The personal property tax or PPT — seen by many as the bane of business in Michigan but crucial revenue for many local governments, schools and library districts throughout the state — will not apply this year to small businesses with personal property of a total true cash value less than $80,000.
But there is a catch: Qualified businesses have to file for an exemption by Feb. 10.
Grand Rapids City Treasurer Al Mooney said he was worried some small businesses may not get the word in time to meet the deadline. If a small business hasn’t received the new exemption affidavit, he suggests they “contact their local assessor and get a copy,” then “get it to the person who prepares their tax returns, or call that person.”
According to the Kent County Bureau of Equalization, “a taxpayer who owns, leases, or has possession of personal property, with a total true cash value of less than $80,000, may request the property be exempt by filing an exemption affidavit (Form 5076) with the local unit of government” by Feb. 10.
Property owners who file the affidavit are not required to file the personal property statement as they have in the past.
“Businesses will want to pay special attention to their personal property statements and other letters from their assessor this year,” said Matt Woolford, director of the Kent County Bureau of Equalization. “The majority of small businesses may find they are eligible to be exempted from paying personal property taxes. Like a homeowner, though, businesses will have to apply to their local assessor to receive an exemption. It is in every business owner’s interest to educate themselves on these new tax breaks.”
Property owners may not divide their property among different entities to fall under the threshold. In addition, the law requires the property owner to maintain records demonstrating the value of their personal property and make those records available to the assessor on demand.
Mooney believes most small businesses in Grand Rapids may be eligible for the exemption. Unlike the usual process involving personal property tax, it’s a one-page document and much easier to file.
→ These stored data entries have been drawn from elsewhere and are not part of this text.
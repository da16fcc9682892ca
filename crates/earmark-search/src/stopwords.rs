//! English stop words removed before vectorization.
//!
//! The list is scikit-learn's `ENGLISH_STOP_WORDS`, so vocabularies match
//! those of a default `TfidfVectorizer(stop_words="english")`.

use std::collections::HashSet;
use std::sync::LazyLock;

/// Common English words carrying little topical signal, alphabetical.
pub const ENGLISH_STOP_WORDS: &[&str] = &[
    "a", "about", "above", "across", "after", "afterwards", "again", "against", "all", "almost",
    "alone", "along", "already", "also", "although", "always", "am", "among", "amongst",
    "amoungst", "amount", "an", "and", "another", "any", "anyhow", "anyone", "anything",
    "anyway", "anywhere", "are", "around", "as", "at", "back", "be", "became", "because",
    "become", "becomes", "becoming", "been", "before", "beforehand", "behind", "being", "below",
    "beside", "besides", "between", "beyond", "bill", "both", "bottom", "but", "by", "call",
    "can", "cannot", "cant", "co", "con", "could", "couldnt", "cry", "de", "describe", "detail",
    "do", "done", "down", "due", "during", "each", "eg", "eight", "either", "eleven", "else",
    "elsewhere", "empty", "enough", "etc", "even", "ever", "every", "everyone", "everything",
    "everywhere", "except", "few", "fifteen", "fifty", "fill", "find", "fire", "first", "five",
    "for", "former", "formerly", "forty", "found", "four", "from", "front", "full", "further",
    "get", "give", "go", "had", "has", "hasnt", "have", "he", "hence", "her", "here",
    "hereafter", "hereby", "herein", "hereupon", "hers", "herself", "him", "himself", "his",
    "how", "however", "hundred", "i", "ie", "if", "in", "inc", "indeed", "interest", "into",
    "is", "it", "its", "itself", "keep", "last", "latter", "latterly", "least", "less", "ltd",
    "made", "many", "may", "me", "meanwhile", "might", "mill", "mine", "more", "moreover",
    "most", "mostly", "move", "much", "must", "my", "myself", "name", "namely", "neither",
    "never", "nevertheless", "next", "nine", "no", "nobody", "none", "noone", "nor", "not",
    "nothing", "now", "nowhere", "of", "off", "often", "on", "once", "one", "only", "onto",
    "or", "other", "others", "otherwise", "our", "ours", "ourselves", "out", "over", "own",
    "part", "per", "perhaps", "please", "put", "rather", "re", "same", "see", "seem", "seemed",
    "seeming", "seems", "serious", "several", "she", "should", "show", "side", "since",
    "sincere", "six", "sixty", "so", "some", "somehow", "someone", "something", "sometime",
    "sometimes", "somewhere", "still", "such", "system", "take", "ten", "than", "that", "the",
    "their", "them", "themselves", "then", "thence", "there", "thereafter", "thereby",
    "therefore", "therein", "thereupon", "these", "they", "thick", "thin", "third", "this",
    "those", "though", "three", "through", "throughout", "thru", "thus", "to", "together",
    "too", "top", "toward", "towards", "twelve", "twenty", "two", "un", "under", "until", "up",
    "upon", "us", "very", "via", "was", "we", "well", "were", "what", "whatever", "when",
    "whence", "whenever", "where", "whereafter", "whereas", "whereby", "wherein", "whereupon",
    "wherever", "whether", "which", "while", "whither", "who", "whoever", "whole", "whom",
    "whose", "why", "will", "with", "within", "without", "would", "yet", "you", "your", "yours",
    "yourself", "yourselves",
];

static ENGLISH: LazyLock<HashSet<&'static str>> =
    LazyLock::new(|| ENGLISH_STOP_WORDS.iter().copied().collect());

/// Whether `word` (already lower-cased) is an English stop word.
#[must_use]
pub fn is_stop_word(word: &str) -> bool {
    ENGLISH.contains(word)
}
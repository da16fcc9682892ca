//! TF-IDF vectorizer.
//!
//! ```text
//! tf(t, d)  = count of t in d
//! idf(t)    = ln((1 + N) / (1 + df(t))) + 1
//! w(t, d)   = tf(t, d) * idf(t), then each row is L2-normalized
//! ```
//!
//! The vocabulary is fixed at fit time. There is no incremental update:
//! adding entries means fitting again over the whole corpus.

use std::collections::{BTreeMap, HashMap, HashSet};

use earmark_core::{Error, Result};

use crate::matrix::{normalized_vector, FeatureMatrix, SparseVector};
use crate::tokenize::Tokenizer;

/// Default vocabulary cap.
pub const DEFAULT_MAX_FEATURES: usize = 5000;

/// Fitted vocabulary: term ↔ column, with one idf weight per column.
///
/// Columns are in alphabetical term order.
#[derive(Debug, Clone, Default, PartialEq)]
pub struct Vocabulary {
    terms: Vec<String>,
    index: HashMap<String, usize>,
    idf: Vec<f64>,
}

impl Vocabulary {
    #[must_use]
    pub fn len(&self) -> usize {
        self.terms.len()
    }

    #[must_use]
    pub fn is_empty(&self) -> bool {
        self.terms.is_empty()
    }

    #[must_use]
    pub fn column(&self, term: &str) -> Option<usize> {
        self.index.get(term).copied()
    }

    #[must_use]
    pub fn term(&self, col: usize) -> Option<&str> {
        self.terms.get(col).map(String::as_str)
    }

    #[must_use]
    pub fn idf(&self, col: usize) -> Option<f64> {
        self.idf.get(col).copied()
    }

    pub fn terms(&self) -> impl Iterator<Item = &str> {
        self.terms.iter().map(String::as_str)
    }

    /// Weight a token list against this vocabulary and L2-normalize it.
    /// Out-of-vocabulary tokens are ignored.
    #[must_use]
    pub fn weigh(&self, tokens: &[String]) -> SparseVector {
        let mut weights: BTreeMap<usize, f64> = BTreeMap::new();
        for col in tokens.iter().filter_map(|token| self.column(token)) {
            *weights.entry(col).or_insert(0.0) += self.idf[col];
        }
        normalized_vector(self.len(), weights)
    }
}

/// Converts descriptions into a [`FeatureMatrix`].
#[derive(Debug, Clone)]
pub struct TfidfVectorizer {
    tokenizer: Tokenizer,
    max_features: Option<usize>,
}

impl Default for TfidfVectorizer {
    fn default() -> Self {
        Self::new()
    }
}

impl TfidfVectorizer {
    /// English stop words removed, vocabulary capped at
    /// [`DEFAULT_MAX_FEATURES`].
    #[must_use]
    pub fn new() -> Self {
        Self {
            tokenizer: Tokenizer::english(),
            max_features: Some(DEFAULT_MAX_FEATURES),
        }
    }

    #[must_use]
    pub fn with_stop_words(mut self, enabled: bool) -> Self {
        self.tokenizer = if enabled {
            Tokenizer::english()
        } else {
            Tokenizer::without_stop_words()
        };
        self
    }

    /// Keep at most `max` terms, the most frequent across the corpus.
    /// `None` keeps every term.
    #[must_use]
    pub fn with_max_features(mut self, max: Option<usize>) -> Self {
        self.max_features = max;
        self
    }

    /// Learn the vocabulary from `documents` and return it with one
    /// normalized row per document, in input order.
    pub fn fit_transform<S: AsRef<str>>(
        &self,
        documents: &[S],
    ) -> Result<(Vocabulary, FeatureMatrix)> {
        if documents.is_empty() {
            return Err(Error::EmptyCorpus(
                "cannot fit a vectorizer on zero documents".to_string(),
            ));
        }

        let tokenized: Vec<Vec<String>> = documents
            .iter()
            .map(|doc| self.tokenizer.tokenize(doc.as_ref()))
            .collect();

        let vocabulary = self.build_vocabulary(&tokenized)?;

        let rows: Vec<SparseVector> = tokenized
            .iter()
            .map(|tokens| vocabulary.weigh(tokens))
            .collect();
        let matrix = FeatureMatrix::from_rows(&rows, vocabulary.len());

        log::info!(
            "Fitted TF-IDF over {} documents: {} terms, {} empty rows",
            matrix.n_rows(),
            vocabulary.len(),
            matrix.rows().filter(|row| row.nnz() == 0).count()
        );

        Ok((vocabulary, matrix))
    }

    fn build_vocabulary(&self, tokenized: &[Vec<String>]) -> Result<Vocabulary> {
        // BTreeMap keeps term iteration, and so column order, deterministic.
        let mut corpus_freq: BTreeMap<&str, usize> = BTreeMap::new();
        for tokens in tokenized {
            for token in tokens {
                *corpus_freq.entry(token.as_str()).or_insert(0) += 1;
            }
        }

        if corpus_freq.is_empty() {
            return Err(Error::EmptyCorpus(
                "no description contains a usable term".to_string(),
            ));
        }

        let mut kept: Vec<&str> = match self.max_features {
            Some(max) if max < corpus_freq.len() => {
                let mut ranked: Vec<(&str, usize)> = corpus_freq.into_iter().collect();
                // Highest frequency first; the prior alphabetical order breaks ties.
                ranked.sort_by(|a, b| b.1.cmp(&a.1));
                ranked.truncate(max);
                ranked.into_iter().map(|(term, _)| term).collect()
            }
            _ => corpus_freq.into_keys().collect(),
        };
        kept.sort_unstable();

        let index: HashMap<String, usize> = kept
            .iter()
            .enumerate()
            .map(|(col, term)| ((*term).to_string(), col))
            .collect();

        let mut doc_freq = vec![0_usize; kept.len()];
        for tokens in tokenized {
            let unique: HashSet<usize> = tokens
                .iter()
                .filter_map(|token| index.get(token).copied())
                .collect();
            for col in unique {
                doc_freq[col] += 1;
            }
        }

        let n_docs = tokenized.len() as f64;
        let idf = doc_freq
            .iter()
            .map(|&df| ((1.0 + n_docs) / (1.0 + df as f64)).ln() + 1.0)
            .collect();

        Ok(Vocabulary {
            terms: kept.into_iter().map(String::from).collect(),
            index,
            idf,
        })
    }
}
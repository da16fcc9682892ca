use thiserror::Error;

#[derive(Debug, Error)]
pub enum Error {
    #[error("I/O error: {0}")]
    Io(#[from] std::io::Error),

    #[error("CSV error: {0}")]
    Csv(#[from] csv::Error),

    #[error("invalid alias file: {0}")]
    Aliases(#[from] toml::de::Error),

    /// Required columns are absent or a source cannot be interpreted.
    #[error("data format error: {0}")]
    DataFormat(String),

    #[error("not found: {entity} {key:?}")]
    NotFound { entity: &'static str, key: String },

    /// Every row was dropped before a corpus could be built.
    #[error("empty corpus: {0}")]
    EmptyCorpus(String),
}

impl Error {
    /// Returns `true` when the error indicates the entity was not found.
    pub fn is_not_found(&self) -> bool {
        matches!(self, Self::NotFound { .. })
    }
}

pub type Result<T> = std::result::Result<T, Error>;

#[cfg(test)]
mod tests {
    use super::*;

    #[test]
    fn test_not_found_display() {
        let err = Error::NotFound {
            entity: "title",
            key: "dune".to_string(),
        };
        assert!(err.is_not_found());
        assert_eq!(err.to_string(), "not found: title \"dune\"");
    }

    #[test]
    fn test_other_errors_are_not_not_found() {
        assert!(!Error::DataFormat("no title column".into()).is_not_found());
        assert!(!Error::EmptyCorpus("all rows dropped".into()).is_not_found());
    }
}
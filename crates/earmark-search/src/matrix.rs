//! Sparse row storage for TF-IDF features.

use std::collections::BTreeMap;

use sprs::{CsMat, CsVec, CsVecView};

/// One document's weights over the vocabulary columns.
pub type SparseVector = CsVec<f64>;

/// Build an L2-normalized vector of dimension `dim` from per-column weights.
///
/// Zero weights are not stored, so a document with no weighted term yields
/// an empty vector rather than a row of NaNs.
#[must_use]
pub fn normalized_vector(dim: usize, weights: BTreeMap<usize, f64>) -> SparseVector {
    let norm = weights.values().map(|w| w * w).sum::<f64>().sqrt();
    let (indices, data): (Vec<usize>, Vec<f64>) = weights
        .into_iter()
        .filter(|(_, weight)| *weight != 0.0)
        .map(|(col, weight)| (col, weight / norm))
        .unzip();
    CsVec::new(dim, indices, data)
}

/// One sparse row per catalog entry, in catalog order, stored as CSR.
///
/// Rows are unit length, or empty for entries without any vocabulary
/// term. Immutable once fitted.
#[derive(Debug, Clone, PartialEq)]
pub struct FeatureMatrix {
    matrix: CsMat<f64>,
}

impl FeatureMatrix {
    /// Stack `rows` into a CSR matrix with `n_cols` columns.
    #[must_use]
    pub fn from_rows(rows: &[SparseVector], n_cols: usize) -> Self {
        let mut indptr = Vec::with_capacity(rows.len() + 1);
        let mut indices = Vec::new();
        let mut data = Vec::new();

        indptr.push(0usize);
        for row in rows {
            for (col, &weight) in row.iter() {
                indices.push(col);
                data.push(weight);
            }
            indptr.push(indices.len());
        }

        Self {
            matrix: CsMat::new((rows.len(), n_cols), indptr, indices, data),
        }
    }

    #[must_use]
    pub fn n_rows(&self) -> usize {
        self.matrix.rows()
    }

    #[must_use]
    pub fn n_cols(&self) -> usize {
        self.matrix.cols()
    }

    /// Stored weights across all rows.
    #[must_use]
    pub fn nnz(&self) -> usize {
        self.matrix.nnz()
    }

    #[must_use]
    pub fn row(&self, idx: usize) -> Option<CsVecView<'_, f64>> {
        self.matrix.outer_view(idx)
    }

    pub fn rows(&self) -> impl Iterator<Item = CsVecView<'_, f64>> + '_ {
        self.matrix.outer_iterator()
    }

    /// Cosine similarity between two rows; both are pre-normalized so this
    /// is a plain dot product. Out-of-range rows score zero.
    #[must_use]
    pub fn similarity(&self, a: usize, b: usize) -> f64 {
        match (self.row(a), self.row(b)) {
            (Some(a), Some(b)) => a.dot(&b),
            _ => 0.0,
        }
    }

    /// Similarity of `query` against every row, in row order.
    #[must_use]
    pub fn scores_against(&self, query: &SparseVector) -> Vec<f64> {
        self.rows().map(|row| row.dot(query)).collect()
    }
}
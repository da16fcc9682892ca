//! Load, clean and fit pipeline for earmark.
//!
//! Reads the two catalog exports, merges them on (title, author), cleans
//! the merged rows into a canonical catalog and fits the similarity context
//! the ranker queries.

#![deny(unsafe_code)]
#![warn(missing_debug_implementations)]

pub mod clean;
pub mod config;
pub mod load;
pub mod pipeline;

pub use clean::{CleanReport, Cleaner, MissingDescription};
pub use config::Config;
pub use load::{JoinKind, Loader, RawRecord, RawTable};
pub use pipeline::{build_catalog, build_context, Pipeline};
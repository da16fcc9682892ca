use serde::{Deserialize, Serialize};

use crate::model::key::{EntryKey, TitleKey};
use crate::model::rating::Rating;

/// One audiobook in the merged catalog.
///
/// `title` and `author` keep their display casing; joins and lookups go
/// through [`CatalogEntry::key`]. An empty `description` keeps the entry in
/// listings but out of similarity ranking.
#[derive(Debug, Clone, PartialEq, Serialize, Deserialize)]
pub struct CatalogEntry {
    pub title: String,
    pub author: String,
    pub description: String,
    pub rating: Rating,

    /// Number of listener reviews, when the source carries it.
    pub reviews: Option<u64>,

    /// Listening time as printed by the source (e.g. "10 hours and 3 minutes").
    pub listening_time: Option<String>,

    pub price: Option<f64>,
    pub release_date: Option<String>,
}

impl CatalogEntry {
    #[must_use]
    pub fn new(title: impl Into<String>, author: impl Into<String>) -> Self {
        Self {
            title: title.into(),
            author: author.into(),
            description: String::new(),
            rating: Rating::Unrated,
            reviews: None,
            listening_time: None,
            price: None,
            release_date: None,
        }
    }

    #[must_use]
    pub fn with_description(mut self, description: impl Into<String>) -> Self {
        self.description = description.into();
        self
    }

    #[must_use]
    pub fn with_rating(mut self, rating: f64) -> Self {
        self.rating = Rating::Rated(rating);
        self
    }

    #[must_use]
    pub fn with_reviews(mut self, reviews: u64) -> Self {
        self.reviews = Some(reviews);
        self
    }

    #[must_use]
    pub fn with_listening_time(mut self, listening_time: impl Into<String>) -> Self {
        self.listening_time = Some(listening_time.into());
        self
    }

    #[must_use]
    pub fn with_price(mut self, price: f64) -> Self {
        self.price = Some(price);
        self
    }

    #[must_use]
    pub fn with_release_date(mut self, date: impl Into<String>) -> Self {
        self.release_date = Some(date.into());
        self
    }

    #[must_use]
    pub fn key(&self) -> EntryKey {
        EntryKey::new(&self.title, &self.author)
    }

    #[must_use]
    pub fn title_key(&self) -> TitleKey {
        TitleKey::new(&self.title)
    }

    #[must_use]
    pub fn has_description(&self) -> bool {
        !self.description.trim().is_empty()
    }
}

/// Parse a review count such as `"1,204"` or `"37.0"`.
#[must_use]
#[allow(clippy::cast_possible_truncation, clippy::cast_sign_loss)]
pub fn parse_count(raw: &str) -> Option<u64> {
    let cleaned: String = raw.trim().chars().filter(|c| *c != ',').collect();
    if let Ok(count) = cleaned.parse::<u64>() {
        return Some(count);
    }
    cleaned
        .parse::<f64>()
        .ok()
        .filter(|value| value.is_finite() && *value >= 0.0)
        .map(|value| value as u64)
}

/// Parse a price such as `"468.00"` or `"$12.99"`.
#[must_use]
pub fn parse_price(raw: &str) -> Option<f64> {
    let cleaned: String = raw
        .trim()
        .chars()
        .filter(|c| c.is_ascii_digit() || *c == '.')
        .collect();
    cleaned.parse::<f64>().ok()
}
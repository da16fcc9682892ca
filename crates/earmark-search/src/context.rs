use std::collections::HashMap;
use std::sync::{Arc, PoisonError, RwLock};

use earmark_core::{Catalog, CatalogEntry, Error, Result, TitleKey};

use crate::matrix::FeatureMatrix;
use crate::vectorize::{TfidfVectorizer, Vocabulary};

/// A fitted catalog: entries, vocabulary and feature matrix, built once and
/// read-only afterwards. Every query takes it by reference.
#[derive(Debug, Clone)]
pub struct RecommenderContext {
    catalog: Catalog,
    vocabulary: Vocabulary,
    matrix: FeatureMatrix,
    titles: HashMap<TitleKey, usize>,
    median_rating: Option<f64>,
    has_review_data: bool,
}

impl RecommenderContext {
    /// Fit `vectorizer` over the descriptions of `catalog`.
    pub fn fit(catalog: Catalog, vectorizer: &TfidfVectorizer) -> Result<Self> {
        if catalog.is_empty() {
            return Err(Error::EmptyCorpus("catalog has no entries".to_string()));
        }

        let descriptions: Vec<&str> = catalog
            .iter()
            .map(|entry| entry.description.as_str())
            .collect();
        let (vocabulary, matrix) = vectorizer.fit_transform(&descriptions)?;

        let mut titles = HashMap::with_capacity(catalog.len());
        for (row, entry) in catalog.iter().enumerate() {
            titles.entry(entry.title_key()).or_insert(row);
        }

        let median_rating = catalog.median_rating();
        let has_review_data = catalog.has_review_data();

        Ok(Self {
            catalog,
            vocabulary,
            matrix,
            titles,
            median_rating,
            has_review_data,
        })
    }

    #[must_use]
    pub fn catalog(&self) -> &Catalog {
        &self.catalog
    }

    #[must_use]
    pub fn vocabulary(&self) -> &Vocabulary {
        &self.vocabulary
    }

    #[must_use]
    pub fn matrix(&self) -> &FeatureMatrix {
        &self.matrix
    }

    #[must_use]
    pub fn len(&self) -> usize {
        self.catalog.len()
    }

    #[must_use]
    pub fn is_empty(&self) -> bool {
        self.catalog.is_empty()
    }

    #[must_use]
    pub fn entry(&self, row: usize) -> Option<&CatalogEntry> {
        self.catalog.get(row)
    }

    #[must_use]
    pub fn median_rating(&self) -> Option<f64> {
        self.median_rating
    }

    #[must_use]
    pub fn has_review_data(&self) -> bool {
        self.has_review_data
    }

    /// Row of the first entry whose normalized title equals `title`.
    pub fn resolve(&self, title: &str) -> Result<usize> {
        self.titles
            .get(&TitleKey::new(title))
            .copied()
            .ok_or_else(|| Error::NotFound {
                entity: "title",
                key: title.trim().to_string(),
            })
    }
}

/// Holds the live context and lets a re-fit swap in atomically.
///
/// Readers clone the inner `Arc`, so queries already running keep the
/// context they started with.
#[derive(Debug)]
pub struct SharedContext {
    current: RwLock<Arc<RecommenderContext>>,
}

impl SharedContext {
    #[must_use]
    pub fn new(context: RecommenderContext) -> Self {
        Self {
            current: RwLock::new(Arc::new(context)),
        }
    }

    /// The context queries should run against right now.
    #[must_use]
    pub fn current(&self) -> Arc<RecommenderContext> {
        let guard = self.current.read().unwrap_or_else(PoisonError::into_inner);
        Arc::clone(&guard)
    }

    /// Install a freshly fitted context, returning the one it replaced.
    pub fn replace(&self, context: RecommenderContext) -> Arc<RecommenderContext> {
        let mut guard = self.current.write().unwrap_or_else(PoisonError::into_inner);
        std::mem::replace(&mut *guard, Arc::new(context))
    }
}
Mooney said there are two rates for the existing personal property tax: one on commercial businesses and the other on industrial businesses. A commercial business in Grand Rapids with $80,000 in true cash value personal property paid about $1,521 last year, while an industrial business with the same amount of property paid about $1,054.
True cash value is just that, while the assessed value is 50 percent of true cash value.
Mooney said guidance issued by the state after PPT legislation was approved in 2012 and 2013 is “more technical than anybody wants to see” and “many people don’t understand it” — and then there’s the language voters will be looking at Aug. 5.
A ballot question in the August primary election in Michigan would end the personal property tax on industry, if approved, and also enact a partial replacement source for the PPT revenue that has been going to the state’s local taxing units. Mooney said it is “going to be known as the metropolitan areas component tax” and will be based on the use tax — the 6 percent state tax on goods bought out of state.
Cathy Lambert, a CPA who is an expert on the PPT, said the exemption for small business will only happen once if the ballot proposal fails in August. And if it does pass, it will only end the PPT on industrial companies, over a phase-out period lasting eight to 10 years. Commercial businesses will still be subject to the PPT in either case.
Lambert, a principal in state and local taxation at the Troy office of the Rehmann accounting firm, said she believes the legislature added the exemption for small business because, for many local taxing authorities, the actual amount collected was a small amount and it was a complicated process. For many tax offices, she said, “it was costing them more (to collect the tax) than they were collecting.”
Lambert said the ballot proposal language is also “real complicated.”
“I think the more important thing is just basically to know that the ballot proposals would help fund the municipalities” and other local taxing entities that are going to lose substantial revenue from the repeal of the personal property tax on industry.
The PPT is imposed on companies based on their commercial, industrial and utility equipment. Lambert said this personal property “can be anything you can touch: furniture, fixtures, equipment, computers — anything,” except the building itself and the land it is on.
In proposing a plan to eliminate the PPT, Gov. Rick Snyder said in late 2012 it is an “antiquated tax” more than 100 years old and “presents barriers to job creation and economic growth.” He added, however, that in reducing “the burden on job providers,” a replacement plan must include ways to minimize revenue losses to local units of government.